PROCESSUAL CIVIL. ADMINISTRATIVO. AGRAVO DE INSTRUMENTO. AUTO DE INFRAÇÃO DE TRÂNSITO. TESTE DO BAFÔMETRO. RECUSA. NECESSIDADE DE OUTROS MEIOS DE PROVA. ANULAÇÃO.
- O art. 277 do CTB dispõe que a verificação do estado de embriaguez, ao menos para cominação de penalidade administrativa, pode ser feita por outros meios de prova que não o teste do etilômetro. A despeito das discussões acerca do art. 277, §3º, CTB, a jurisprudência exige que a embriaguez esteja demonstrada por outros meios de prova, não podendo ser decorrência automática da recusa em realizar o teste. - Quando, além de não ter se envolvido em acidente de trânsito, não há nenhum indício externo de que o condutor esteja dirigindo sob o efeito de bebidas alcoólicas, a simples recusa em fazer o teste do etilômetro ('bafômetro') não pode ser considerada como caracterizadora do estado de embriaguez. Deve constar no auto de infração a fundamentação da exigência do etilômetro.

Ainda, foram referidas, pelos EExmos. DDes. FFed., as seguintes decisões:

ADMINISTRATIVO. AÇÃO ORDINÁRIA. AUTO DE INFRAÇÃO DE TRÂNSITO. TESTE DO BAFÔMETRO. RECUSA. NECESSIDADE DE OUTROS MEIOS DE PROVA. ANULAÇÃO.
- O art. 277 do CTB dispõe que a verificação do estado de embriaguez, ao menos para cominação de penalidade administrativa, pode ser feita por outros meios de prova que não o teste do etilômetro. A despeito das discussões acerca do art. 277, §3º, CTB, a jurisprudência exige que a embriaguez esteja demonstrada por outros meios de prova, não podendo ser decorrência automática da recusa em realizar o teste. - Hipótese em que embora o agente de trânsito tenha feito referência no auto de infração e no boletim de ocorrência a que o demandado apresentaria sinais de embriaguez, não preencheu o termo de constatação ou fez constar no auto de infração ou no próprio boletim de ocorrência qualquer das informações acima referidas. Ao contrário de outras irregularidades suscitadas pela parte autora, a falta de exame, teste, perícia ou termo de constatação que aponte a embriaguez do autor constitui falta grave e insanável, que diz respeito à própria prova da materialidade do ato infracional e cuja ausência torna insubsistente o auto de infração.
(TRF4, AI nº 5006245-46.2013.404.7110/RS, 3ª Turma, Rel. Des. Federal Fernando Quadros da Silva, D.E. 12/02/2015)

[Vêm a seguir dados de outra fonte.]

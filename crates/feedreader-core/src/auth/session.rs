use chrono::{DateTime, Duration, Utc};

use super::Credential;

/// Coarse login state derived from the session.
#[derive(Debug, Clone, Copy, PartialEq, Eq)]
pub enum SessionState {
    LoggedOut,
    LoggedIn,
}

/// Client-local record of whether a credential is held.
///
/// Fields are private: only [`super::SessionStore`] mutates a session, and
/// consumers read cloned snapshots. Authentication is derived from the
/// credential rather than stored next to it.
#[derive(Debug, Clone, Default, PartialEq, Eq)]
pub struct Session {
    credential: Option<Credential>,
    acquired_at: Option<DateTime<Utc>>,
    last_error: Option<String>,
}

impl Session {
    pub fn credential(&self) -> Option<&Credential> {
        self.credential.as_ref()
    }

    pub fn is_authenticated(&self) -> bool {
        self.credential.is_some()
    }

    pub fn state(&self) -> SessionState {
        if self.is_authenticated() {
            SessionState::LoggedIn
        } else {
            SessionState::LoggedOut
        }
    }

    pub fn last_error(&self) -> Option<&str> {
        self.last_error.as_deref()
    }

    /// When the credential was issued, if one is held
    pub fn acquired_at(&self) -> Option<DateTime<Utc>> {
        self.acquired_at
    }

    /// Time since the credential was issued (zero when logged out)
    pub fn time_since_acquired(&self) -> Duration {
        self.acquired_at
            .map(|at| Utc::now() - at)
            .unwrap_or_else(Duration::zero)
    }

    pub(super) fn sign_in(&mut self, credential: Credential, at: DateTime<Utc>) {
        self.credential = Some(credential);
        self.acquired_at = Some(at);
        self.last_error = None;
    }

    pub(super) fn reset(&mut self) {
        *self = Self::default();
    }

    pub(super) fn set_last_error(&mut self, message: Option<String>) {
        self.last_error = message;
    }
}

#[cfg(test)]
mod tests {
    use super::*;

    fn key(raw: &str) -> Credential {
        Credential::parse(raw).expect("test key should parse")
    }

    #[test]
    fn test_default_is_logged_out() {
        let session = Session::default();
        assert!(!session.is_authenticated());
        assert_eq!(session.state(), SessionState::LoggedOut);
        assert!(session.credential().is_none());
        assert!(session.last_error().is_none());
        assert_eq!(session.time_since_acquired(), Duration::zero());
    }

    #[test]
    fn test_sign_in_clears_error() {
        let mut session = Session::default();
        session.set_last_error(Some("User already exists".to_string()));
        session.sign_in(key("K1"), Utc::now());

        assert!(session.is_authenticated());
        assert_eq!(session.state(), SessionState::LoggedIn);
        assert!(session.last_error().is_none());
        assert!(session.acquired_at().is_some());
    }

    #[test]
    fn test_reset_matches_default() {
        let mut session = Session::default();
        session.sign_in(key("K1"), Utc::now() - Duration::minutes(5));
        assert!(session.time_since_acquired() >= Duration::minutes(5));

        session.reset();
        assert_eq!(session, Session::default());
    }
}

ADMINISTRATIVO. AÇÃO ORDINÁRIA. AUTO DE INFRAÇÃO DE TRÂNSITO. TESTE DO BAFÔMETRO. RECUSA. NECESSIDADE DE OUTROS MEIOS DE PROVA. ANULAÇÃO.
1) O art. 277 do CTB dispõe que a verificação do estado de embriaguez, ao menos para cominação de penalidade administrativa, pode ser feita por outros meios de prova que não o teste do etilômetro. A despeito das discussões acerca do art. 277, §3º, CTB, a jurisprudência exige que a embriaguez esteja demonstrada por outros meios de prova, não podendo ser decorrência automática da recusa em realizar o teste. 2) Quando, além de não ter se envolvido em acidente de trânsito, não há nenhum indício externo de que o condutor esteja dirigindo sob o efeito de bebidas alcoólicas, a simples recusa em fazer o teste do etilômetro ('bafômetro') não pode ser considerada como caracterizadora do estado de embriaguez. Deve constar no auto de infração a fundamentação da exigência do etilômetro. Anulação do Auto de Infração.
(TRF4, AC nº 5008069-64.2013.404.7102/RS, 3ª Turma, Rel. Juíza Federal Salise Monteiro Sanchotene, D.E. 14/04/2015)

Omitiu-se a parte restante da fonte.